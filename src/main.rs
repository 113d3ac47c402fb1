use anyhow::Result;
use derive_more::Display;
use inquire::{InquireError, Password, PasswordDisplayMode, Select, Text};
use signup_form::consts::LOG_FILE;
use signup_form::{Field, FormCoordinator, LogSubmitter, SecretField, SubmitOutcome};
use strum::IntoEnumIterator;

type MenuExit = Option<()>;
const MENU_EXIT: MenuExit = None;
const MENU_LOOP: MenuExit = Some(());

/// A text menu
trait Menu {
    /// Runs the menu once. Returns None when the menu wants to stop,
    /// Some(()) to be run again.
    fn enter(&mut self) -> Result<MenuExit>;

    /// Runs the menu until it stops, printing errors on the way.
    /// Ctrl-C stops it as well.
    fn enter_loop(&mut self) {
        while let Some(result) = self.enter().transpose() {
            if let Err(error) = result {
                if let Some(InquireError::OperationInterrupted) = error.downcast_ref::<InquireError>() {
                    break;
                }
                eprintln!("Error: {error}");
            }
        }
    }
}

#[derive(Debug, Clone, Copy, Display)]
enum Choice {
    #[display("Edit {_0}")]
    Edit(Field),
    #[display("Show/hide {_0}")]
    ToggleVisibility(SecretField),
    #[display("Submit")]
    Submit,
    #[display("Reset")]
    Reset,
    #[display("Quit")]
    Exit,
}

pub struct App {
    form: FormCoordinator<LogSubmitter>,
}

impl App {
    pub fn new(form: FormCoordinator<LogSubmitter>) -> Self {
        App { form }
    }

    pub fn start(&mut self) -> Result<()> {
        println!("Welcome, #FutureSharper");
        self.enter_loop();
        Ok(())
    }

    /// Submit is only offered once the form is valid
    fn choices(&self) -> Vec<Choice> {
        let mut choices: Vec<Choice> = Field::iter()
            .map(Choice::Edit)
            .chain(SecretField::iter().map(Choice::ToggleVisibility))
            .collect();
        if self.form.is_form_valid() {
            choices.push(Choice::Submit);
        }
        choices.push(Choice::Reset);
        choices.push(Choice::Exit);
        choices
    }

    /// Prompts for a field. Leaving the prompt with Esc only blurs it.
    fn edit(&mut self, field: Field) -> Result<()> {
        let message = format!("{field}:");
        let entered = match field.secret() {
            Some(secret) => {
                let display_mode = if self.form.is_visible(secret) {
                    PasswordDisplayMode::Full
                } else {
                    PasswordDisplayMode::Masked
                };
                Password::new(&message)
                    .without_confirmation()
                    .with_display_mode(display_mode)
                    .prompt_skippable()?
            }
            None => Text::new(&message)
                .with_initial_value(self.form.value(field))
                .prompt_skippable()?,
        };

        if let Some(value) = entered {
            self.form.change(field, value);
        }
        self.form.blur(field);
        Ok(())
    }

    fn print_summary(&self) {
        println!();
        for field in Field::iter() {
            let value = self.form.value(field);
            let shown = match field.secret() {
                Some(secret) if !self.form.is_visible(secret) => "*".repeat(value.chars().count()),
                _ => value.to_owned(),
            };
            println!("{field}: {shown} [{}]", self.form.status(field));
            for advisory in self.form.advisories(field) {
                println!("    - {advisory}");
            }
        }

        if self.form.is_form_valid() {
            println!("\n[*] Ready to submit");
        }
        println!();
    }
}

impl Menu for App {
    fn enter(&mut self) -> Result<MenuExit> {
        self.print_summary();

        let Some(choice) = Select::new("What do you want to do ?", self.choices())
            .prompt_skippable()?
        else {
            return Ok(MENU_EXIT);
        };

        match choice {
            Choice::Edit(field) => self.edit(field)?,
            Choice::ToggleVisibility(secret) => self.form.toggle_visibility(secret),
            Choice::Submit => match self.form.submit()? {
                SubmitOutcome::Submitted => println!("[*] Submitted!"),
                SubmitOutcome::Ignored => println!("[!] The form is not valid"),
            },
            Choice::Reset => self.form.reset(),
            Choice::Exit => return Ok(MENU_EXIT),
        }
        Ok(MENU_LOOP)
    }
}

fn main() -> anyhow::Result<()> {
    simple_logging::log_to_file(LOG_FILE, log::LevelFilter::Info)?;

    App::new(FormCoordinator::new(LogSubmitter)).start()
}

::::

YOUR INSTRUCTIONS:
Find where the line with "use anyhow::Result;" sits in the material above, then copy exactly from it through the line with "be run again.". Add no other line.

COMPLETED EXERCISE:
use anyhow::Result;
use derive_more::Display;
use inquire::{InquireError, Password, PasswordDisplayMode, Select, Text};
use signup_form::consts::LOG_FILE;
use signup_form::{Field, FormCoordinator, LogSubmitter, SecretField, SubmitOutcome};
use strum::IntoEnumIterator;

type MenuExit = Option<()>;
const MENU_EXIT: MenuExit = None;
const MENU_LOOP: MenuExit = Some(());

/// A text menu
trait Menu {
    /// Runs the menu once. Returns None when the menu wants to stop,
    /// Some(()) to be run again.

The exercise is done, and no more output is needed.